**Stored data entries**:
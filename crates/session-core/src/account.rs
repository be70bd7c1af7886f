//! Registration account a session may be bound to.

use parking_lot::Mutex;

use crate::types::{Address, RegistrationState};

/// Account through which a call was routed or received.
///
/// The registrar layer owns the actual registration; the session layer only
/// observes its state to gate dialog repair and to pick a contact address
/// learned from the REGISTER exchange.
pub struct Account {
    id: String,
    register_enabled: bool,
    contact: Mutex<Option<Address>>,
    state: Mutex<RegistrationState>,
}

impl Account {
    pub fn new(id: impl Into<String>, register_enabled: bool) -> Self {
        Self {
            id: id.into(),
            register_enabled,
            contact: Mutex::new(None),
            state: Mutex::new(RegistrationState::None),
        }
    }

    pub fn id(&self) -> &str {
        &self.id
    }

    pub fn register_enabled(&self) -> bool {
        self.register_enabled
    }

    pub fn contact(&self) -> Option<Address> {
        self.contact.lock().clone()
    }

    pub fn set_contact(&self, contact: Option<Address>) {
        *self.contact.lock() = contact;
    }

    pub fn registration_state(&self) -> RegistrationState {
        *self.state.lock()
    }

    pub fn set_registration_state(&self, state: RegistrationState) {
        *self.state.lock() = state;
    }
}
//! Call history record kept alongside a session.

use serde::{Deserialize, Serialize};

use crate::error_info::ErrorInfo;
use crate::types::{Address, CallDirection};

/// Final outcome of a call, as recorded in the history.
#[derive(Debug, Clone, Copy, Hash, Eq, PartialEq, Serialize, Deserialize)]
pub enum CallStatus {
    Success,
    /// The call never completed, for any reason not covered below.
    Aborted,
    Missed,
    Declined,
    /// Another device of the same identity picked up the call.
    AcceptedElsewhere,
    /// Another device of the same identity declined the call.
    DeclinedElsewhere,
}

impl Default for CallStatus {
    fn default() -> Self {
        CallStatus::Aborted
    }
}

/// History record for one call: direction, peers, timestamps and outcome.
///
/// Timestamps are Unix seconds; zero means "not reached".
#[derive(Debug, Clone, Serialize, Deserialize)]
pub struct CallLog {
    direction: CallDirection,
    from: Address,
    to: Address,
    call_id: Option<String>,
    start_time: i64,
    connected_time: i64,
    duration: i64,
    status: CallStatus,
    error_info: Option<ErrorInfo>,
}

impl CallLog {
    pub fn new(direction: CallDirection, from: Address, to: Address) -> Self {
        Self {
            direction,
            from,
            to,
            call_id: None,
            start_time: 0,
            connected_time: 0,
            duration: 0,
            status: CallStatus::default(),
            error_info: None,
        }
    }

    pub fn direction(&self) -> CallDirection {
        self.direction
    }

    pub fn from_address(&self) -> &Address {
        &self.from
    }

    pub fn to_address(&self) -> &Address {
        &self.to
    }

    pub fn set_to_address(&mut self, to: Address) {
        self.to = to;
    }

    pub fn call_id(&self) -> Option<&str> {
        self.call_id.as_deref()
    }

    pub fn set_call_id(&mut self, call_id: impl Into<String>) {
        self.call_id = Some(call_id.into());
    }

    pub fn start_time(&self) -> i64 {
        self.start_time
    }

    pub fn set_start_time(&mut self, time: i64) {
        self.start_time = time;
    }

    pub fn connected_time(&self) -> i64 {
        self.connected_time
    }

    pub fn set_connected_time(&mut self, time: i64) {
        self.connected_time = time;
    }

    pub fn status(&self) -> CallStatus {
        self.status
    }

    pub fn set_status(&mut self, status: CallStatus) {
        self.status = status;
    }

    pub fn duration(&self) -> i64 {
        self.duration
    }

    pub fn set_duration(&mut self, duration: i64) {
        self.duration = duration;
    }

    pub fn error_info(&self) -> Option<&ErrorInfo> {
        self.error_info.as_ref()
    }

    pub fn set_error_info(&mut self, error_info: ErrorInfo) {
        self.error_info = Some(error_info);
    }

    /// Seconds spent in the call, counted from the connection when there was
    /// one, from the start of the attempt otherwise.
    pub fn compute_duration(&self, now: i64) -> i64 {
        if self.connected_time == 0 {
            if self.start_time == 0 {
                return 0;
            }
            return now - self.start_time;
        }
        now - self.connected_time
    }
}

#[cfg(test)]
mod tests {
    use super::*;

    fn log() -> CallLog {
        CallLog::new(
            CallDirection::Outgoing,
            Address::new("sip:alice@example.org"),
            Address::new("sip:bob@example.org"),
        )
    }

    #[test]
    fn duration_counts_from_connect_when_connected() {
        let mut log = log();
        log.set_start_time(100);
        assert_eq!(log.compute_duration(130), 30);
        log.set_connected_time(120);
        assert_eq!(log.compute_duration(130), 10);
    }

    #[test]
    fn duration_is_zero_before_start() {
        assert_eq!(log().compute_duration(1000), 0);
    }
}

**Work instruction**:
Check the records above and copy each line that has the string "CallDirection".

**Task result**:
use crate::types::{Address, CallDirection};
    direction: CallDirection,
    pub fn new(direction: CallDirection, from: Address, to: Address) -> Self {
    pub fn direction(&self) -> CallDirection {
            CallDirection::Outgoing,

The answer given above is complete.